Signed, &c.

For the purpose of giving operation to the aforesaid plan of an unarmed Association, the following Paragraph was subjoined:

It may be judged proper for the order of Business, that the Association of Nations have a President for a term of years, and the Presidency to pass by rotation, to each of the parties composing the Association.

In that case, and for the sake of regularity, the first President to be the Executive power of the most northerly Nation composing the Association, and his deputy or Minister at the Congress to be President of the Congress,—and the next most northerly to be Vice-president, who shall succeed to the Presidency, and so on. The line determining the Geographical situation of each, to be the latitude of the Capital of each Nation.

If this method be adopted it will be proper that the first President be nominally constituted in order to give rotation to the rest. In that case the following Article might be added to the foregoing, viz't. The Constitution of the Association nominates the Emperor Paul to be first President of the Association of Nations for the protection of Neutral Commerce, and securing the freedom of the Seas.

The foregoing plan, as I have before mentioned, was presented to the Ministers of all the Neutral Nations then in Paris, in the summer of 1800. Six Copies were given to the Russian General Springporten; and a Russian Gentleman who was going to Petersburgh took two expressly for the purpose of putting them into the hands of Paul I sent the original manuscript, in my own handwriting, to Mr. Jefferson, and also wrote him four Letters, dated the 1st, 4th, 6th, 16th of October, 1800, giving him an account of what was then going on in Europe respecting Neutral Commerce.

The Case was, that in order to compel the English Government to acknowledge the rights of Neutral Commerce, and that free Ships make free Goods, the Emperor Paul, in the month of September following the publication of the plan, shut all the Ports of Russia against England. Sweden and Denmark did the same by their Ports, and Denmark shut up Hamburgh. Prussia shut up the Elbe and the Weser. The ports of Spain, Portugal, and Naples were shut up, and, in general, all the ports of Italy, except Venice, which the Emperor of Germany held; and had it not been for the untimely death of Paul, a Law of Nations, founded on the authority of Nations, for establishing the rights of Neutral Commerce and the freedom of the Seas, would have been proclaimed, and the Government of England must have consented to that Law, or the Nation must have lost its Commerce; and the consequence to America would have been, that such a Law would, in a great measure if not entirely, have released her from the injuries of Jay's Treaty.

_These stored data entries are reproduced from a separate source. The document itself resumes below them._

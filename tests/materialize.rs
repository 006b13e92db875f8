use std::collections::HashSet;

use osf_export::error::ExportError;
use osf_export::materialize::{materialize, MaterializeOptions};
use osf_export::record::{ParentRef, NOT_AVAILABLE};
use osf_export::stubs::StubFetcher;

const HOST: &str = "https://api.test.osf.io/v2";

fn bundled() -> StubFetcher {
    StubFetcher::bundled(HOST).expect("bundled dataset loads")
}

#[tokio::test]
async fn all_projects_across_listing_pages() {
    let stub = bundled();
    let out = materialize(&stub, &MaterializeOptions::new(HOST)).await.unwrap();

    let ids: Vec<&str> = out.records.iter().map(|r| r.id()).collect();
    assert_eq!(ids, vec!["x", "y", "a", "b"]);
    assert_eq!(out.root_indexes, vec![0, 1]);
    assert!(out.skipped.is_empty());

    let x = &out.records[0];
    assert_eq!(x.title(), "Test1");
    assert_eq!(x.children, vec!["a", "b"]);
    assert_eq!(x.parent, ParentRef::None);
    assert_eq!(x.metadata.category, "Methods and Measures");
    assert_eq!(x.metadata.tags, "test1, test2, test3");
    assert_eq!(x.metadata.subjects, "Education, Literature, Geography");
    assert_eq!(x.metadata.identifiers, "10.4-2-6-25/OSF.IO/74PAD");
    assert_eq!(x.metadata.license, "mynewlicense");
    assert_eq!(x.metadata.affiliated_institutions, "Center For Open Science");
    assert_eq!(x.metadata.resource_type, "Other");
    assert_eq!(x.metadata.url, "https://test.osf.io/x/");
    assert!(x.metadata.public);
    assert_eq!(x.files.len(), 5);
    assert_eq!(x.contributors.len(), 2);
    assert_eq!(
        x.wikis.keys().map(String::as_str).collect::<Vec<_>>(),
        vec!["home", "helloworld", "anotherone"]
    );

    let y = &out.records[1];
    assert_eq!(y.metadata.tags, NOT_AVAILABLE);
    assert_eq!(y.metadata.category, "Uncategorized");
    assert!(y.files.is_empty());
    assert!(y.wikis.is_empty());
    assert_eq!(y.parent, ParentRef::None);

    for component in &out.records[2..] {
        assert_eq!(component.parent, ParentRef::InBatch("x".to_string()));
    }
    assert_eq!(out.records[2].metadata.category, "Data");
    assert_eq!(out.records[3].metadata.category, "Hypothesis");
}

#[tokio::test]
async fn single_project_includes_descendants_only() {
    let stub = bundled();
    let options = MaterializeOptions::new(HOST).project("x");
    let out = materialize(&stub, &options).await.unwrap();

    let ids: Vec<&str> = out.records.iter().map(|r| r.id()).collect();
    assert_eq!(ids, vec!["x", "a", "b"]);
    assert_eq!(out.root_indexes, vec![0]);
    assert_eq!(out.export_roots(), vec![0]);
}

#[tokio::test]
async fn every_child_reference_resolves_and_ids_are_unique() {
    let stub = bundled();
    let out = materialize(&stub, &MaterializeOptions::new(HOST)).await.unwrap();

    let ids: HashSet<&str> = out.records.iter().map(|r| r.id()).collect();
    assert_eq!(ids.len(), out.records.len());
    for record in &out.records {
        for child in &record.children {
            assert!(ids.contains(child.as_str()), "dangling child {child}");
        }
        if let ParentRef::InBatch(parent) = &record.parent {
            let parent = out.records.iter().find(|r| r.id() == parent.as_str()).unwrap();
            assert!(parent.children.iter().any(|c| c == record.id()));
        }
    }
}

#[tokio::test]
async fn component_export_snapshots_parent_outside_batch() {
    let stub = bundled();
    let options = MaterializeOptions::new(HOST).project("a");
    let out = materialize(&stub, &options).await.unwrap();

    assert_eq!(out.records.len(), 1);
    assert!(out.root_indexes.is_empty());
    assert_eq!(
        out.records[0].parent,
        ParentRef::Foreign("Test1".to_string(), "https://test.osf.io/x/".to_string())
    );
    assert_eq!(out.export_roots(), vec![0]);
}

#[tokio::test]
async fn node_seen_twice_is_materialized_once() {
    let mut stub = bundled();
    // `y` also lists `a` as a child.
    let x_children = stub_body(&stub, &format!("{HOST}/nodes/x/children/")).await;
    stub.insert(format!("{HOST}/nodes/y/children/"), x_children);

    let out = materialize(&stub, &MaterializeOptions::new(HOST)).await.unwrap();
    let ids: Vec<&str> = out.records.iter().map(|r| r.id()).collect();
    assert_eq!(ids, vec!["x", "y", "a", "b"]);
}

async fn stub_body(stub: &StubFetcher, url: &str) -> Vec<u8> {
    use osf_export::contract::{ApiRequest, Fetch};
    stub.fetch(&ApiRequest::get(url)).await.unwrap().body
}

#[tokio::test]
async fn missing_subjects_relation_fails_the_node() {
    let mut stub = bundled();
    let node = stub_body(&stub, &format!("{HOST}/nodes/x/")).await;
    let mut document: serde_json::Value = serde_json::from_slice(&node).unwrap();
    document["data"]["relationships"]
        .as_object_mut()
        .unwrap()
        .remove("subjects");
    stub.insert(format!("{HOST}/nodes/x/"), serde_json::to_vec(&document).unwrap());

    let options = MaterializeOptions::new(HOST).project("x");
    let err = materialize(&stub, &options).await.unwrap_err();
    assert!(matches!(
        err,
        ExportError::MissingRelation { ref node_id, ref relation }
            if node_id == "x" && relation == "subjects"
    ));
}

#[tokio::test]
async fn optional_relation_failures_degrade_to_empty_values() {
    let mut stub = bundled();
    stub.fail_with(format!("{HOST}/nodes/x/license/"), 500);
    stub.fail_with(format!("{HOST}/nodes/x/institutions/"), 403);
    stub.fail_with(format!("{HOST}/nodes/x/wikis/"), 502);
    stub.fail_with(format!("{HOST}/custom_item_metadata_records/x/"), 404);

    let options = MaterializeOptions::new(HOST).project("x");
    let out = materialize(&stub, &options).await.unwrap();

    let x = &out.records[0];
    assert_eq!(x.metadata.license, "");
    assert_eq!(x.metadata.affiliated_institutions, "");
    assert_eq!(x.metadata.resource_type, NOT_AVAILABLE);
    assert!(x.metadata.funders.is_empty());
    assert!(x.wikis.is_empty());
    assert_eq!(x.metadata.subjects, "Education, Literature, Geography");
}

#[tokio::test]
async fn required_relation_failure_aborts_by_default() {
    let mut stub = bundled();
    stub.fail_with(format!("{HOST}/nodes/y/subjects/"), 500);

    let err = materialize(&stub, &MaterializeOptions::new(HOST))
        .await
        .unwrap_err();
    assert_eq!(err.status(), Some(500));
}

#[tokio::test]
async fn keep_going_skips_failed_nodes() {
    let mut stub = bundled();
    stub.fail_with(format!("{HOST}/nodes/y/subjects/"), 500);

    let mut options = MaterializeOptions::new(HOST);
    options.keep_going = true;
    let out = materialize(&stub, &options).await.unwrap();

    let ids: Vec<&str> = out.records.iter().map(|r| r.id()).collect();
    assert_eq!(ids, vec!["x", "a", "b"]);
    assert_eq!(out.root_indexes, vec![0]);
    assert_eq!(out.skipped, vec!["y".to_string()]);
}

#[tokio::test]
async fn unknown_project_is_not_found() {
    let stub = bundled();
    let options = MaterializeOptions::new(HOST).project("zzz");
    let err = materialize(&stub, &options).await.unwrap_err();
    assert!(matches!(err, ExportError::Status { status: 404, .. }));
}

#[tokio::test]
async fn listing_requests_only_top_level_projects() {
    let stub = bundled();
    let mut options = MaterializeOptions::new(HOST);
    options.page_size = 25;
    materialize(&stub, &options).await.unwrap();

    let first = &stub.requests()[0];
    assert_eq!(first.url, format!("{HOST}/users/me/nodes/"));
    assert_eq!(first.filter_value("parent"), Some(""));
    assert!(first
        .query
        .iter()
        .any(|(k, v)| k == "page[size]" && v == "25"));
}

Of all these matters I informed Mr. Jefferson. This was before he was President, and the Letter he wrote me after he was President was in answer to those I had written to him and the manuscript Copy of the plan I had sent here. Here follows the Letter:

Washington, March 18, 1801. Dear Sir:

Your letters of Oct. 1st, 4th, 6th, 16th, came duly to hand, and the papers which they covered were, according to your permission, published in the Newspapers, and in a Pamphlet, and under your own name. These papers contain precisely our principles, and I hope they will be generally recognized here. Determined as we are to avoid, if possible, wasting the energies of our People in war and destruction, we shall avoid implicating ourselves with the Powers of Europe, even in support of principles which we mean to pursue. They have so many other Interests different from ours that we must avoid being entangled in them. We believe we can enforce those principles as to ourselves by Peaceable means, now that we are likely to have our Public Councils detached from foreign views. The return of our citizens from the phrenzy into which they had been wrought, partly by ill conduct in France, partly by artifices practiced upon them, is almost extinct, and will, I believe, become quite so, But these details, too minute and long for a Letter, will be better developed by Mr. Dawson, the Bearer of this, a Member of the late Congress, to whom I refer you for them. He goes in the Maryland Sloop of War, which will wait a few days at Havre to receive his Letters to be written on his arrival at Paris. You expressed a wish to get a passage to this Country in a Public Vessel. Mr. Dawson is charged with orders to the Captain of the Maryland to receive and accommodate you back if you can be ready to depart at such a short warning. Rob't R. Livingston is appointed Minister Plenipotentiary to the Republic of France, but will not leave this, till we receive the ratification of the Convention by Mr. Dawson. I am in hopes you will find us returned generally to sentiments worthy of former times. In these it will be your glory to have steadily laboured and with as much effect as any man living. That you may long live to continue your useful Labours and to reap the reward in the thankfulness of Nations is my sincere prayer. Accept assurances of my high esteem and affectionate attachment.